Secondo il Southern Daily, un giornale provinciale del Guandong, la provincia avrebbe intenzione di edificare fino a 30 laboratori di livello 3 di protezione dagli agenti patogeni (i cosiddetti BSL-3) e almeno un impianto BSL-4 nel giro dei prossimi cinque anni. Il capo del Dipartimento di Scienza e Tecnologia del Guandong, Wang Ruijun, ha spiegato che il piano migliorerà senza ombra di dubbio la risposta della Cina contro ogni possibile emergenza sanitaria. Come se non bastasse, il rischio di perdere un virus per strada durante il trasporto di campioni da un centro all’altro, si ridurrebbe non appena ci saranno più laboratori attivi, ha aggiunto lo stesso Wang.

Rischio o risorsa?

Wang ha quindi preso come metro di paragone gli Stati Uniti. “L’America – ha dichiarato – ha quasi 1.500 laboratori BSL-3, e quasi tutti i principali ospedali e scuole di medicina li hanno, alcuni addirittura hanno più di un laboratorio di questo tipo. Quindi è urgente che il Guangdong si riprenda e conduca gli sforzi nazionali per investire in questo settore vitale della salute pubblica, dato che Covid-19 ci ha insegnato una lezione”.

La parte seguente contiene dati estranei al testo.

//! The run/stream/health subcommands.

use std::sync::Arc;

use futures_util::StreamExt;
use tokio::io::AsyncReadExt;

use keel::{Request, Response, SessionId};
use trident_dispatch::{AgentDispatcher, StreamEvent};

/// `agent run`: one request in, one Response JSON out.
pub async fn run(
    dispatcher: &Arc<AgentDispatcher>,
    input: Option<String>,
    session: SessionId,
) -> i32 {
    let input = match resolve_input(input).await {
        Ok(input) => input,
        Err(code) => return code,
    };
    let mut request = Request::new(input, session);
    request.context.source = "cli".to_string();
    let response = dispatcher.process(request).await;
    print_json(&serde_json::to_value(&response).unwrap_or_default());
    response_exit_code(&response)
}

/// `agent stream`: one JSON object per stream event.
pub async fn stream(
    dispatcher: &Arc<AgentDispatcher>,
    input: Option<String>,
    session: SessionId,
) -> i32 {
    let input = match resolve_input(input).await {
        Ok(input) => input,
        Err(code) => return code,
    };
    let mut request = Request::new(input, session);
    request.context.source = "cli".to_string();

    let mut events = dispatcher.stream(request);
    let mut code = 0;
    while let Some(event) = events.next().await {
        let (json, event_code) = render_event(&event);
        print_json(&json);
        if let Some(event_code) = event_code {
            code = event_code;
        }
    }
    code
}

/// `agent health`: component health JSON.
pub async fn health(dispatcher: &Arc<AgentDispatcher>) -> i32 {
    print_json(&dispatcher.health().await);
    0
}

fn render_event(event: &StreamEvent) -> (serde_json::Value, Option<i32>) {
    match event {
        StreamEvent::ClassificationStart => {
            (serde_json::json!({ "event": "classification_start" }), None)
        }
        StreamEvent::ClassificationEnd(classification) => (
            serde_json::json!({
                "event": "classification_end",
                "classification": classification,
            }),
            None,
        ),
        StreamEvent::ProcessingStart { kind } => (
            serde_json::json!({ "event": "processing_start", "kind": kind }),
            None,
        ),
        StreamEvent::Chunk { content, metadata } => (
            serde_json::json!({
                "event": "chunk",
                "content": content,
                "metadata": metadata,
            }),
            None,
        ),
        StreamEvent::Completed(response) => (
            serde_json::json!({ "event": "completed", "response": response }),
            Some(response_exit_code(response)),
        ),
        StreamEvent::Error(error) => (
            serde_json::json!({ "event": "error", "error": error }),
            Some(error.exit_code()),
        ),
        // Handle non_exhaustive
        other => (
            serde_json::json!({ "event": "unknown", "detail": format!("{other:?}") }),
            None,
        ),
    }
}

fn response_exit_code(response: &Response) -> i32 {
    if response.success {
        return 0;
    }
    let code = response
        .metadata
        .get("error_code")
        .and_then(|v| v.as_str())
        .unwrap_or("")
        .to_string();
    let category = response
        .metadata
        .get("error_category")
        .and_then(|v| serde_json::from_value(v.clone()).ok())
        .unwrap_or(keel::ErrorCategory::System);
    keel::AgentError::new(code, "", category).exit_code()
}

async fn resolve_input(input: Option<String>) -> Result<String, i32> {
    if let Some(input) = input {
        return Ok(input);
    }
    let mut buffer = String::new();
    match tokio::io::stdin().read_to_string(&mut buffer).await {
        Ok(_) => Ok(buffer),
        Err(e) => {
            eprintln!("error: reading stdin failed: {e}");
            Err(1)
        }
    }
}

fn print_json(value: &serde_json::Value) {
    match serde_json::to_string(value) {
        Ok(line) => println!("{line}"),
        Err(e) => eprintln!("error: serialisation failed: {e}"),
    }
}

#[cfg(test)]
mod tests {
    use super::*;
    use keel::{AgentError, ErrorCategory, InputKind};

    fn error_response(code: &str, category: ErrorCategory) -> Response {
        Response::from_error(InputKind::Prompt, &AgentError::new(code, "failed", category))
    }

    #[test]
    fn exit_codes_map_to_the_cli_contract() {
        let ok = Response::ok(InputKind::Prompt, "fine");
        assert_eq!(response_exit_code(&ok), 0);
        assert_eq!(
            response_exit_code(&error_response("EMPTY_INPUT", ErrorCategory::Validation)),
            2
        );
        assert_eq!(
            response_exit_code(&error_response("MISSING", ErrorCategory::Configuration)),
            3
        );
        assert_eq!(
            response_exit_code(&error_response("OPERATION_TIMEOUT", ErrorCategory::System)),
            4
        );
        assert_eq!(
            response_exit_code(&error_response("CANCELLED", ErrorCategory::System)),
            4
        );
        assert_eq!(
            response_exit_code(&error_response("INPUT_BLOCKED", ErrorCategory::Business)),
            5
        );
        assert_eq!(
            response_exit_code(&error_response("INTERNAL", ErrorCategory::System)),
            1
        );
    }
}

Ricordiamo che, a causa di particolari condizioni naturali, il Guandong è una provincia altamente sensibile all’insorgenza di nuovi virus. Proprio da qui, a cavallo tra il 2002 e il 2003, partì l’epidemia di Sars che infettò Hong Kong, Macao e una parte del mondo.

Ma cosa serve per isolare i virus più pericolosi? Innanzitutto un laboratorio BSL-4 deve essere dotato di sistemi di flusso d’aria mentre il personale ha come imperativo quello di indossare apposite tute a pressione positiva. Servono inoltre sale di contenimento multiple, alti livelli di sicurezza per controllare gli accessi e le uscite nella struttura e contenitori sigillati. In Cina, al momento, ci sono due laboratori BSL-4: il Wuhan Institute of Virology e l’Harbin Veterinary Research Institute.